//! Provider credentials and endpoints
//!
//! Each provider has one independently optional credential. A missing
//! credential disables exactly that provider; it is never a startup error.

use crate::registry::ProviderKind;
use serde::{Deserialize, Serialize};
use std::fmt;
use std::time::Duration;

/// Default transport timeout for provider HTTP calls (seconds)
pub const DEFAULT_REQUEST_TIMEOUT_SECS: u64 = 60;

/// Settings for a single provider
#[derive(Clone, Default, PartialEq, Eq, Serialize, Deserialize)]
pub struct ProviderSettings {
    /// API key; absent or empty disables the provider
    #[serde(default, skip_serializing_if = "Option::is_none")]
    pub api_key: Option<String>,

    /// Model override
    #[serde(default, skip_serializing_if = "Option::is_none")]
    pub model: Option<String>,

    /// Base URL override (mainly for proxies and tests)
    #[serde(default, skip_serializing_if = "Option::is_none")]
    pub endpoint: Option<String>,
}

impl ProviderSettings {
    /// Settings with only an API key
    pub fn with_key(api_key: impl Into<String>) -> Self {
        Self {
            api_key: Some(api_key.into()),
            ..Self::default()
        }
    }

    /// The API key, if present and non-blank
    pub fn api_key(&self) -> Option<&str> {
        self.api_key
            .as_deref()
            .map(str::trim)
            .filter(|k| !k.is_empty())
    }
}

impl fmt::Debug for ProviderSettings {
    fn fmt(&self, f: &mut fmt::Formatter<'_>) -> fmt::Result {
        f.debug_struct("ProviderSettings")
            .field("api_key", &self.api_key().map(|_| "<redacted>"))
            .field("model", &self.model)
            .field("endpoint", &self.endpoint)
            .finish()
    }
}

/// Settings for every known provider
#[derive(Debug, Clone, PartialEq, Eq, Serialize, Deserialize)]
pub struct ProvidersConfig {
    /// Transport timeout for each HTTP call (seconds)
    #[serde(default = "default_request_timeout")]
    pub request_timeout_secs: u64,

    /// Google Gemini
    #[serde(default)]
    pub gemini: ProviderSettings,

    /// Groq
    #[serde(default)]
    pub groq: ProviderSettings,

    /// Cohere
    #[serde(default)]
    pub cohere: ProviderSettings,
}

fn default_request_timeout() -> u64 {
    DEFAULT_REQUEST_TIMEOUT_SECS
}

impl Default for ProvidersConfig {
    fn default() -> Self {
        Self {
            request_timeout_secs: DEFAULT_REQUEST_TIMEOUT_SECS,
            gemini: ProviderSettings::default(),
            groq: ProviderSettings::default(),
            cohere: ProviderSettings::default(),
        }
    }
}

impl ProvidersConfig {
    /// Settings for `kind`
    pub fn settings(&self, kind: ProviderKind) -> &ProviderSettings {
        match kind {
            ProviderKind::Gemini => &self.gemini,
            ProviderKind::Groq => &self.groq,
            ProviderKind::Cohere => &self.cohere,
        }
    }

    fn settings_mut(&mut self, kind: ProviderKind) -> &mut ProviderSettings {
        match kind {
            ProviderKind::Gemini => &mut self.gemini,
            ProviderKind::Groq => &mut self.groq,
            ProviderKind::Cohere => &mut self.cohere,
        }
    }

    /// Transport timeout as a Duration
    pub fn request_timeout(&self) -> Duration {
        Duration::from_secs(self.request_timeout_secs)
    }

    /// Overlay API keys from the process environment
    /// (`GEMINI_API_KEY`, `GROQ_API_KEY`, `COHERE_API_KEY`)
    pub fn with_env_overrides(self) -> Self {
        self.with_overrides(|var| std::env::var(var).ok())
    }

    /// Overlay API keys from `lookup`; blank values are ignored
    pub fn with_overrides<F>(mut self, lookup: F) -> Self
    where
        F: Fn(&str) -> Option<String>,
    {
        for kind in ProviderKind::ALL {
            if let Some(key) = lookup(kind.env_var()).filter(|k| !k.trim().is_empty()) {
                self.settings_mut(kind).api_key = Some(key);
            }
        }
        self
    }
}

#[cfg(test)]
mod tests {
    use super::*;

    #[test]
    fn test_blank_key_counts_as_absent() {
        let settings = ProviderSettings::with_key("   ");
        assert_eq!(settings.api_key(), None);

        let settings = ProviderSettings::with_key("abc");
        assert_eq!(settings.api_key(), Some("abc"));
    }

    #[test]
    fn test_debug_redacts_key() {
        let settings = ProviderSettings::with_key("super-secret");
        let debug = format!("{:?}", settings);
        assert!(!debug.contains("super-secret"));
        assert!(debug.contains("<redacted>"));
    }

    #[test]
    fn test_overrides_fill_keys() {
        let config = ProvidersConfig::default().with_overrides(|var| match var {
            "GROQ_API_KEY" => Some("groq-key".to_string()),
            "COHERE_API_KEY" => Some("".to_string()),
            _ => None,
        });

        assert_eq!(config.groq.api_key(), Some("groq-key"));
        assert_eq!(config.gemini.api_key(), None);
        assert_eq!(config.cohere.api_key(), None);
    }

    #[test]
    fn test_overrides_replace_file_keys() {
        let mut config = ProvidersConfig::default();
        config.gemini = ProviderSettings::with_key("from-file");

        let config = config.with_overrides(|var| {
            (var == "GEMINI_API_KEY").then(|| "from-env".to_string())
        });
        assert_eq!(config.gemini.api_key(), Some("from-env"));
    }

    #[test]
    fn test_parse_toml() {
        let toml = r#"
            request_timeout_secs = 15

            [gemini]
            api_key = "g-key"
            model = "gemini-2.0-flash"

            [cohere]
            endpoint = "http://localhost:9999/v1"
        "#;

        let config: ProvidersConfig = toml::from_str(toml).unwrap();
        assert_eq!(config.request_timeout_secs, 15);
        assert_eq!(config.gemini.api_key(), Some("g-key"));
        assert_eq!(config.gemini.model.as_deref(), Some("gemini-2.0-flash"));
        assert_eq!(config.groq, ProviderSettings::default());
        assert_eq!(
            config.settings(ProviderKind::Cohere).endpoint.as_deref(),
            Some("http://localhost:9999/v1")
        );
    }
}
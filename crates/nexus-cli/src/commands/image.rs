//! Image command implementation.

use crate::cli::ImageArgs;
use crate::error::Result;
use crate::output::Formatter;
use nexus_domain::ImageRequest;
use nexus_pipeline::GenerationService;

/// Execute the image command.
pub async fn execute_image(
    args: ImageArgs,
    service: &GenerationService,
    formatter: &Formatter,
) -> Result<()> {
    let request = ImageRequest::new(args.topic, args.style)?;

    let image = service.generate_image_prompt(&request).await?;

    println!("{}", formatter.format_image(&image)?);

    Ok(())
}
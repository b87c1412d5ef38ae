//! Provider registry: turns settings into adapter instances
//!
//! The registry owns one adapter per known provider, whether or not its
//! credential is present. Unconfigured adapters stay in the registry and fail
//! fast with [`ProviderError::Unavailable`], which shortens any failover chain
//! that includes them without special-casing.

use crate::config::ProvidersConfig;
use crate::{CohereProvider, GeminiProvider, GroqProvider, ProviderError, TextProvider};
use serde::{Deserialize, Serialize};
use std::fmt;
use std::str::FromStr;
use std::sync::Arc;

/// Known provider backends
#[derive(Debug, Clone, Copy, PartialEq, Eq, Hash, Serialize, Deserialize)]
#[serde(rename_all = "lowercase")]
pub enum ProviderKind {
    /// Google Gemini
    Gemini,
    /// Groq
    Groq,
    /// Cohere
    Cohere,
}

impl ProviderKind {
    /// Every provider, in default post-generation priority order
    pub const ALL: [ProviderKind; 3] = [ProviderKind::Gemini, ProviderKind::Groq, ProviderKind::Cohere];

    /// Provider name as used in config files and logs
    pub fn as_str(&self) -> &'static str {
        match self {
            ProviderKind::Gemini => "gemini",
            ProviderKind::Groq => "groq",
            ProviderKind::Cohere => "cohere",
        }
    }

    /// Environment variable carrying the provider's API key
    pub fn env_var(&self) -> &'static str {
        match self {
            ProviderKind::Gemini => "GEMINI_API_KEY",
            ProviderKind::Groq => "GROQ_API_KEY",
            ProviderKind::Cohere => "COHERE_API_KEY",
        }
    }
}

impl fmt::Display for ProviderKind {
    fn fmt(&self, f: &mut fmt::Formatter<'_>) -> fmt::Result {
        f.write_str(self.as_str())
    }
}

impl FromStr for ProviderKind {
    type Err = String;

    fn from_str(s: &str) -> Result<Self, Self::Err> {
        match s.trim().to_lowercase().as_str() {
            "gemini" => Ok(ProviderKind::Gemini),
            "groq" => Ok(ProviderKind::Groq),
            "cohere" => Ok(ProviderKind::Cohere),
            _ => Err(format!("Unknown provider: {}", s)),
        }
    }
}

/// Whether a provider can currently be used
#[derive(Debug, Clone, PartialEq, Eq, Serialize, Deserialize)]
pub struct ProviderStatus {
    /// Provider name
    pub name: String,
    /// Credential present
    pub configured: bool,
}

/// Registry of adapter instances keyed by [`ProviderKind`]
#[derive(Clone)]
pub struct ProviderRegistry {
    providers: Vec<(ProviderKind, Arc<dyn TextProvider>)>,
}

impl ProviderRegistry {
    /// Build every adapter from configuration
    pub fn from_config(config: &ProvidersConfig) -> Result<Self, ProviderError> {
        let timeout = config.request_timeout();
        let mut providers: Vec<(ProviderKind, Arc<dyn TextProvider>)> = Vec::new();

        for kind in ProviderKind::ALL {
            let settings = config.settings(kind);
            let provider: Arc<dyn TextProvider> = match kind {
                ProviderKind::Gemini => Arc::new(GeminiProvider::new(settings, timeout)?),
                ProviderKind::Groq => Arc::new(GroqProvider::new(settings, timeout)?),
                ProviderKind::Cohere => Arc::new(CohereProvider::new(settings, timeout)?),
            };
            providers.push((kind, provider));
        }

        Ok(Self { providers })
    }

    /// Build a registry from explicit instances (test doubles, custom adapters)
    pub fn from_providers(providers: Vec<(ProviderKind, Arc<dyn TextProvider>)>) -> Self {
        Self { providers }
    }

    /// Adapter for `kind`, if registered
    pub fn get(&self, kind: ProviderKind) -> Option<Arc<dyn TextProvider>> {
        self.providers
            .iter()
            .find(|(k, _)| *k == kind)
            .map(|(_, p)| Arc::clone(p))
    }

    /// Resolve an ordered chain; kinds without an adapter are skipped
    pub fn chain(&self, kinds: &[ProviderKind]) -> Vec<Arc<dyn TextProvider>> {
        kinds.iter().filter_map(|kind| self.get(*kind)).collect()
    }

    /// Configuration status of every registered provider
    pub fn statuses(&self) -> Vec<ProviderStatus> {
        self.providers
            .iter()
            .map(|(_, p)| ProviderStatus {
                name: p.name().to_string(),
                configured: p.is_configured(),
            })
            .collect()
    }
}

#[cfg(test)]
mod tests {
    use super::*;
    use crate::config::ProviderSettings;
    use crate::MockProvider;

    #[test]
    fn test_from_config_registers_all_providers() {
        let mut config = ProvidersConfig::default();
        config.groq = ProviderSettings::with_key("groq-key");

        let registry = ProviderRegistry::from_config(&config).unwrap();
        let statuses = registry.statuses();

        assert_eq!(statuses.len(), 3);
        assert_eq!(
            statuses,
            vec![
                ProviderStatus { name: "gemini".to_string(), configured: false },
                ProviderStatus { name: "groq".to_string(), configured: true },
                ProviderStatus { name: "cohere".to_string(), configured: false },
            ]
        );
    }

    #[test]
    fn test_chain_preserves_order() {
        let registry = ProviderRegistry::from_config(&ProvidersConfig::default()).unwrap();
        let chain = registry.chain(&[ProviderKind::Groq, ProviderKind::Gemini]);

        let names: Vec<_> = chain.iter().map(|p| p.name().to_string()).collect();
        assert_eq!(names, vec!["groq", "gemini"]);
    }

    #[test]
    fn test_chain_skips_unregistered() {
        let registry = ProviderRegistry::from_providers(vec![(
            ProviderKind::Cohere,
            Arc::new(MockProvider::new("cohere", "[]")) as Arc<dyn TextProvider>,
        )]);
        let chain = registry.chain(&ProviderKind::ALL);
        assert_eq!(chain.len(), 1);
        assert_eq!(chain[0].name(), "cohere");
    }

    #[test]
    fn test_provider_kind_parse_and_serde() {
        assert_eq!("Gemini".parse::<ProviderKind>().unwrap(), ProviderKind::Gemini);
        assert!("openai".parse::<ProviderKind>().is_err());

        let json = serde_json::to_string(&ProviderKind::Cohere).unwrap();
        assert_eq!(json, r#""cohere""#);
        assert_eq!(ProviderKind::Groq.env_var(), "GROQ_API_KEY");
    }
}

——————

*Instructions for the task*. Once you reach the line with "#[derive(Clone)]" in the data above, copy it and every line after it exactly, up to and including the line with "pub fn from_config(config: &ProvidersConfig)".

*Solved problem*.
#[derive(Clone)]
pub struct ProviderRegistry {
    providers: Vec<(ProviderKind, Arc<dyn TextProvider>)>,
}

impl ProviderRegistry {
    /// Build every adapter from configuration
    pub fn from_config(config: &ProvidersConfig) -> Result<Self, ProviderError> {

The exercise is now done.